RINOPLASTIA

La rinoplastia es la intervención quirúrgica que se encarga de modificar el aspecto de la nariz para poder respirar mejor o hacerla más bonita o armónica con la cara del paciente manteniendo su funcionalidad.


INDICACIONES

Es la intervención quirúrgica más frecuente en cirugía plástica facial con independencia de la edad y sexo del paciente. Requiere de un nivel de precisión y planificación muy exhaustivos ya que la nariz es la estructura más prominente en el centro de la cara. El cirujano maxilofacial, como su nombre indica es el cirujano de la cara y sólo trabaja en esa zona.
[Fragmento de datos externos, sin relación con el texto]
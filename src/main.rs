use clap::Parser;
use log::{info, warn};
use std::sync::Arc;
use teloxide::prelude::*;
use teloxide::types::AllowedUpdate;

use muteme_bot::bot::BotContext;
use muteme_bot::config::BotConfig;
use muteme_bot::language_store::{LanguageStore, MemoryLanguageStore, PostgresLanguageStore};
use muteme_bot::localization::Translations;
use muteme_bot::server::{self, WebhookState};
use muteme_bot::telegram::TeloxideChatApi;

#[derive(Parser)]
#[command(name = "muteme-bot")]
#[command(about = "A Telegram bot that lets group members mute themselves")]
struct Args {
    /// overrides the PORT environment variable
    #[arg(long)]
    port: Option<u16>,

    /// don't call setWebhook on startup
    #[arg(long)]
    skip_webhook_registration: bool,
}

#[tokio::main]
async fn main() -> Result<(), Box<dyn std::error::Error + Send + Sync>> {
    // initialize rustls crypto provider
    let _ = rustls::crypto::aws_lc_rs::default_provider().install_default();

    // load .env file if it exists
    if let Err(e) = dotenvy::dotenv() {
        match e {
            dotenvy::Error::Io(io_err) if io_err.kind() == std::io::ErrorKind::NotFound => {
                // .env file not found, which is fine
            }
            _ => {
                eprintln!("warning: failed to load .env file: {}", e);
            }
        }
    }

    env_logger::Builder::from_default_env()
        .filter_level(log::LevelFilter::Info)
        .parse_default_env()
        .init();

    let args = Args::parse();

    let mut config = BotConfig::from_env()?;
    if let Some(port) = args.port {
        config.bind_addr.set_port(port);
    }

    let translations = match &config.locales_dir {
        Some(dir) => Translations::load_dir(dir)?,
        None => Translations::embedded()?,
    };

    let store: Arc<dyn LanguageStore> = match &config.database_url {
        Some(database_url) => Arc::new(PostgresLanguageStore::connect(database_url).await?),
        None => {
            warn!("DATABASE_URL is not set, chat languages will be kept in memory only");
            Arc::new(MemoryLanguageStore::new())
        }
    };

    let bot = Bot::new(&config.bot_token);
    let me = bot.get_me().await?;
    info!("Starting bot @{}...", me.username());

    if args.skip_webhook_registration {
        info!("Skipping webhook registration");
    } else {
        let mut request = bot
            .set_webhook(config.webhook_url.clone())
            .allowed_updates(vec![AllowedUpdate::Message, AllowedUpdate::CallbackQuery]);
        if let Some(secret) = &config.webhook_secret {
            request = request.secret_token(secret.clone());
        }
        request.await?;
        info!("Registered webhook {}", config.webhook_url);
    }

    let ctx = BotContext::new(
        Arc::new(TeloxideChatApi::new(bot)),
        store,
        Arc::new(translations),
    );
    let state = WebhookState {
        ctx,
        bot_username: Arc::from(me.username()),
        secret: config.webhook_secret.as_deref().map(Arc::from),
    };

    server::serve(config.bind_addr, &config.webhook_path(), state).await?;

    Ok(())
}
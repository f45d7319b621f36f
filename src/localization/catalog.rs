use log::info;
use serde::Deserialize;
use std::collections::HashMap;
use std::error::Error;
use std::fmt;
use std::fs;
use std::path::Path;

use super::{Lang, PluralCategory};

const EMBEDDED_EN: &str = include_str!("../../locales/en.json");
const EMBEDDED_UK: &str = include_str!("../../locales/uk.json");

#[derive(Debug)]
pub enum CatalogError {
    Io(Lang, std::io::Error),
    Parse(Lang, serde_json::Error),
}

impl fmt::Display for CatalogError {
    fn fmt(&self, f: &mut fmt::Formatter<'_>) -> fmt::Result {
        match self {
            CatalogError::Io(lang, e) => {
                write!(f, "Failed to read '{}' catalog: {}", lang.code(), e)
            }
            CatalogError::Parse(lang, e) => {
                write!(f, "Failed to parse '{}' catalog: {}", lang.code(), e)
            }
        }
    }
}

impl Error for CatalogError {}

/// a catalog value is either a plain template or a group of plural forms
#[derive(Deserialize)]
#[serde(untagged)]
enum CatalogEntry {
    Text(String),
    Plural(HashMap<PluralCategory, String>),
}

/// flattened catalog: plural groups are stored under `<key>.<category>`
#[derive(Debug, Default)]
struct Catalog {
    entries: HashMap<String, String>,
}

impl Catalog {
    fn from_json(lang: Lang, json: &str) -> Result<Self, CatalogError> {
        let raw: HashMap<String, CatalogEntry> =
            serde_json::from_str(json).map_err(|e| CatalogError::Parse(lang, e))?;

        let mut entries = HashMap::with_capacity(raw.len());
        for (key, entry) in raw {
            match entry {
                CatalogEntry::Text(text) => {
                    entries.insert(key, text);
                }
                CatalogEntry::Plural(forms) => {
                    for (category, text) in forms {
                        entries.insert(format!("{}.{}", key, category.as_str()), text);
                    }
                }
            }
        }

        Ok(Self { entries })
    }

    fn get(&self, key: &str) -> Option<&str> {
        self.entries.get(key).map(String::as_str)
    }
}

/// immutable set of per-language catalogs, built once at startup and shared behind an Arc
#[derive(Debug)]
pub struct Translations {
    catalogs: HashMap<Lang, Catalog>,
}

impl Translations {
    /// catalogs compiled into the binary
    pub fn embedded() -> Result<Self, CatalogError> {
        Self::from_sources(Lang::ALL.iter().map(|&lang| {
            let json = match lang {
                Lang::En => EMBEDDED_EN,
                Lang::Uk => EMBEDDED_UK,
            };
            (lang, json.to_string())
        }))
    }

    /// reads `<dir>/<code>.json` for every supported language
    pub fn load_dir(dir: &Path) -> Result<Self, CatalogError> {
        let mut sources = Vec::with_capacity(Lang::ALL.len());
        for lang in Lang::ALL {
            let path = dir.join(format!("{}.json", lang.code()));
            let json = fs::read_to_string(&path).map_err(|e| CatalogError::Io(lang, e))?;
            info!("Loaded '{}' catalog from {}", lang.code(), path.display());
            sources.push((lang, json));
        }
        Self::from_sources(sources)
    }

    pub fn from_sources(
        sources: impl IntoIterator<Item = (Lang, String)>,
    ) -> Result<Self, CatalogError> {
        let mut catalogs = HashMap::new();
        for (lang, json) in sources {
            catalogs.insert(lang, Catalog::from_json(lang, &json)?);
        }
        Ok(Self { catalogs })
    }

    fn lookup(&self, key: &str, lang: Lang) -> Option<&str> {
        self.catalogs.get(&lang).and_then(|catalog| catalog.get(key))
    }

    /// looks up `key` for `lang`, then for the default language, then degrades to the key itself
    pub fn resolve(&self, key: &str, lang: Lang, params: &[(&str, &str)]) -> String {
        let template = self
            .lookup(key, lang)
            .or_else(|| self.lookup(key, Lang::default()))
            .unwrap_or(key);

        substitute(template, params)
    }

    /// picks `<base_key>.<category>` for `count`, falling back to `<base_key>.other` and then
    /// to `base_key` as a plain key; `{amount}` is filled with `count` unless supplied
    pub fn resolve_plural(
        &self,
        base_key: &str,
        count: u64,
        lang: Lang,
        params: &[(&str, &str)],
    ) -> String {
        let amount = count.to_string();
        let mut params = params.to_vec();
        if !params.iter().any(|(name, _)| *name == "amount") {
            params.push(("amount", amount.as_str()));
        }

        let category = PluralCategory::for_count(count, lang);
        let plural_key = format!("{}.{}", base_key, category.as_str());
        let other_key = format!("{}.other", base_key);

        match self
            .lookup(&plural_key, lang)
            .or_else(|| self.lookup(&other_key, lang))
        {
            Some(template) => substitute(template, &params),
            None => self.resolve(base_key, lang, &params),
        }
    }
}

// literal replacement, placeholders without a value stay as they are
fn substitute(template: &str, params: &[(&str, &str)]) -> String {
    let mut text = template.to_string();
    for (name, value) in params {
        text = text.replace(&format!("{{{}}}", name), value);
    }
    text
}
use async_trait::async_trait;
use deadpool_postgres::{Config, Pool, Runtime};
use log::{info, warn};
use std::collections::HashMap;
use std::error::Error;
use std::fmt;
use tokio::sync::Mutex;
use tokio_postgres_rustls::MakeRustlsConnect;

use crate::localization::Lang;
use crate::migrations::MigrationManager;

#[derive(Debug)]
pub enum StoreError {
    Database(Box<dyn Error + Send + Sync>),
}

impl fmt::Display for StoreError {
    fn fmt(&self, f: &mut fmt::Formatter<'_>) -> fmt::Result {
        match self {
            StoreError::Database(e) => write!(f, "Database error: {}", e),
        }
    }
}

impl Error for StoreError {}

impl From<tokio_postgres::Error> for StoreError {
    fn from(err: tokio_postgres::Error) -> Self {
        StoreError::Database(Box::new(err))
    }
}

impl From<deadpool_postgres::PoolError> for StoreError {
    fn from(err: deadpool_postgres::PoolError) -> Self {
        StoreError::Database(Box::new(err))
    }
}

/// last-write-wins storage of each chat's reply language
#[async_trait]
pub trait LanguageStore: Send + Sync {
    async fn get_language(&self, chat_id: i64) -> Result<Option<Lang>, StoreError>;

    /// `updated_by` is the administrator who picked the language
    async fn set_language(&self, chat_id: i64, lang: Lang, updated_by: i64)
        -> Result<(), StoreError>;
}

/// keeps preferences in process memory, they are lost on restart
#[derive(Default)]
pub struct MemoryLanguageStore {
    languages: Mutex<HashMap<i64, Lang>>,
}

impl MemoryLanguageStore {
    pub fn new() -> Self {
        Self::default()
    }
}

#[async_trait]
impl LanguageStore for MemoryLanguageStore {
    async fn get_language(&self, chat_id: i64) -> Result<Option<Lang>, StoreError> {
        Ok(self.languages.lock().await.get(&chat_id).copied())
    }

    async fn set_language(
        &self,
        chat_id: i64,
        lang: Lang,
        _updated_by: i64,
    ) -> Result<(), StoreError> {
        self.languages.lock().await.insert(chat_id, lang);
        Ok(())
    }
}

pub struct PostgresLanguageStore {
    pool: Pool,
}

impl PostgresLanguageStore {
    pub fn new(pool: Pool) -> Self {
        Self { pool }
    }

    /// builds a TLS pool for `database_url` and brings the schema up to date
    pub async fn connect(database_url: &str) -> Result<Self, StoreError> {
        let mut config = Config::new();
        config.url = Some(database_url.to_string());
        let mut root_store = rustls::RootCertStore::empty();
        root_store.extend(webpki_roots::TLS_SERVER_ROOTS.iter().cloned());
        let tls = MakeRustlsConnect::new(
            rustls::ClientConfig::builder()
                .with_root_certificates(root_store)
                .with_no_client_auth(),
        );
        let pool = config
            .create_pool(Some(Runtime::Tokio1), tls)
            .map_err(|e| StoreError::Database(Box::new(e)))?;

        MigrationManager::run_migrations(&pool)
            .await
            .map_err(StoreError::Database)?;

        info!("Connected to the language preference database");
        Ok(Self::new(pool))
    }
}

#[async_trait]
impl LanguageStore for PostgresLanguageStore {
    async fn get_language(&self, chat_id: i64) -> Result<Option<Lang>, StoreError> {
        let client = self.pool.get().await?;
        let row = client
            .query_opt(
                "SELECT language_code FROM chat_languages WHERE chat_id = $1",
                &[&chat_id],
            )
            .await?;

        let Some(row) = row else {
            return Ok(None);
        };

        let code: String = row.get(0);
        let lang = Lang::parse(&code);
        if lang.is_none() {
            warn!(
                "Chat {} has unsupported language '{}' stored, using default",
                chat_id, code
            );
        }
        Ok(lang)
    }

    async fn set_language(
        &self,
        chat_id: i64,
        lang: Lang,
        updated_by: i64,
    ) -> Result<(), StoreError> {
        let client = self.pool.get().await?;
        client
            .execute(
                "INSERT INTO chat_languages (chat_id, language_code, updated_by, updated_at)
                 VALUES ($1, $2, $3, NOW())
                 ON CONFLICT (chat_id) DO UPDATE
                 SET language_code = EXCLUDED.language_code,
                     updated_by = EXCLUDED.updated_by,
                     updated_at = NOW()",
                &[&chat_id, &lang.code(), &updated_by],
            )
            .await?;
        Ok(())
    }
}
Es una intervención que se opera a partir de los 18 años en casi la totalidad de las ocasiones (salvo deformidades).


LA CIRUGÍA

Se puede realizar por abordajes por dentro de la nariz (sin cicatrices visibles) o con una mínima incisión, apenas apreciable, en la piel que hay entre ambas fosas nasales. La cirugía consiste en cambiar la forma de la nariz modificando la forma, tamaño y posición de las estructuras que forman la nariz: hueso y cartílagos. En ocasiones es necesario aportar tejido extra para modificar la nariz (injertos), generalmente cartílago, que suele ser tomado del mismo tabique. En la actualidad, las modificaciones del hueso: osteotomías, se realizan con un bisturí piezoeléctrico que corta por ultrasonidos exclusivamente hueso sin afectar las partes blandas a diferencia de la rinoplastia tradicional en la que las osteotomías se hacían con escoplo y martillo. Es lo que se llama Rinoplastia Ultrasónica, de esta forma se tiene un control más preciso de las osteotomías, el paciente sangra y se inflama menos lo que permite en muchas ocasiones realizarla con anestesia local y sedación y tiene un proceso de recuperación más rápido. La precisión que aporta reduce de forma significativa las imperfecciones que se producían en la rinoplastia tradicional, aporta resultados más naturales y predecibles y reduce de forma significativa el índice de reintervenciones.


RECUPERACIÓN

Tras un periodo de observación el paciente puede dormir en su casa. Es necesario generalmente mantener una férula nasal durante 7 días y tras su retirada el paciente puede volver a su actividad cotidiana con normalidad. La cicatrización de los tejidos nasales y el aspecto final definitivo puede tardar en consolidarse hasta 6 o 9 meses según el caso.